Assignment ▸
Please restate the data that follows, leaving every word in place.

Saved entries
>>

//! SessionManager: concurrent per-session access via DashMap.

use std::sync::Arc;

use dashmap::DashMap;

use crate::session::EvaluationSession;

/// Thread-safe owner of live evaluation sessions. Sessions never cross
/// users; dropping one discards its in-progress state.
pub struct SessionManager {
    sessions: Arc<DashMap<String, EvaluationSession>>,
}

impl SessionManager {
    pub fn new() -> Self {
        Self {
            sessions: Arc::new(DashMap::new()),
        }
    }

    /// Register a session and return its id.
    pub fn insert(&self, session: EvaluationSession) -> String {
        let id = session.session_id.clone();
        self.sessions.insert(id.clone(), session);
        id
    }

    /// Get a session by id (cloned snapshot).
    pub fn get(&self, session_id: &str) -> Option<EvaluationSession> {
        self.sessions.get(session_id).map(|r| r.clone())
    }

    /// Write back an updated session.
    pub fn update(&self, session: EvaluationSession) {
        self.sessions.insert(session.session_id.clone(), session);
    }

    /// Remove a session, discarding its state.
    pub fn remove(&self, session_id: &str) -> Option<EvaluationSession> {
        self.sessions.remove(session_id).map(|(_, v)| v)
    }

    /// Number of live sessions.
    pub fn len(&self) -> usize {
        self.sessions.len()
    }

    pub fn is_empty(&self) -> bool {
        self.sessions.is_empty()
    }

    /// Ids of all live sessions.
    pub fn session_ids(&self) -> Vec<String> {
        self.sessions.iter().map(|r| r.key().clone()).collect()
    }
}

impl Default for SessionManager {
    fn default() -> Self {
        Self::new()
    }
}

<<

Task result ▸
//! SessionManager: concurrent per-session access via DashMap.

use std::sync::Arc;

use dashmap::DashMap;

use crate::session::EvaluationSession;

/// Thread-safe owner of live evaluation sessions. Sessions never cross
/// users; dropping one discards its in-progress state.
pub struct SessionManager {
    sessions: Arc<DashMap<String, EvaluationSession>>,
}

impl SessionManager {
    pub fn new() -> Self {
        Self {
            sessions: Arc::new(DashMap::new()),
        }
    }

    /// Register a session and return its id.
    pub fn insert(&self, session: EvaluationSession) -> String {
        let id = session.session_id.clone();
        self.sessions.insert(id.clone(), session);
        id
    }

    /// Get a session by id (cloned snapshot).
    pub fn get(&self, session_id: &str) -> Option<EvaluationSession> {
        self.sessions.get(session_id).map(|r| r.clone())
    }

    /// Write back an updated session.
    pub fn update(&self, session: EvaluationSession) {
        self.sessions.insert(session.session_id.clone(), session);
    }

    /// Remove a session, discarding its state.
    pub fn remove(&self, session_id: &str) -> Option<EvaluationSession> {
        self.sessions.remove(session_id).map(|(_, v)| v)
    }

    /// Number of live sessions.
    pub fn len(&self) -> usize {
        self.sessions.len()
    }

    pub fn is_empty(&self) -> bool {
        self.sessions.is_empty()
    }

    /// Ids of all live sessions.
    pub fn session_ids(&self) -> Vec<String> {
        self.sessions.iter().map(|r| r.key().clone()).collect()
    }
}

impl Default for SessionManager {
    fn default() -> Self {
        Self::new()
    }
}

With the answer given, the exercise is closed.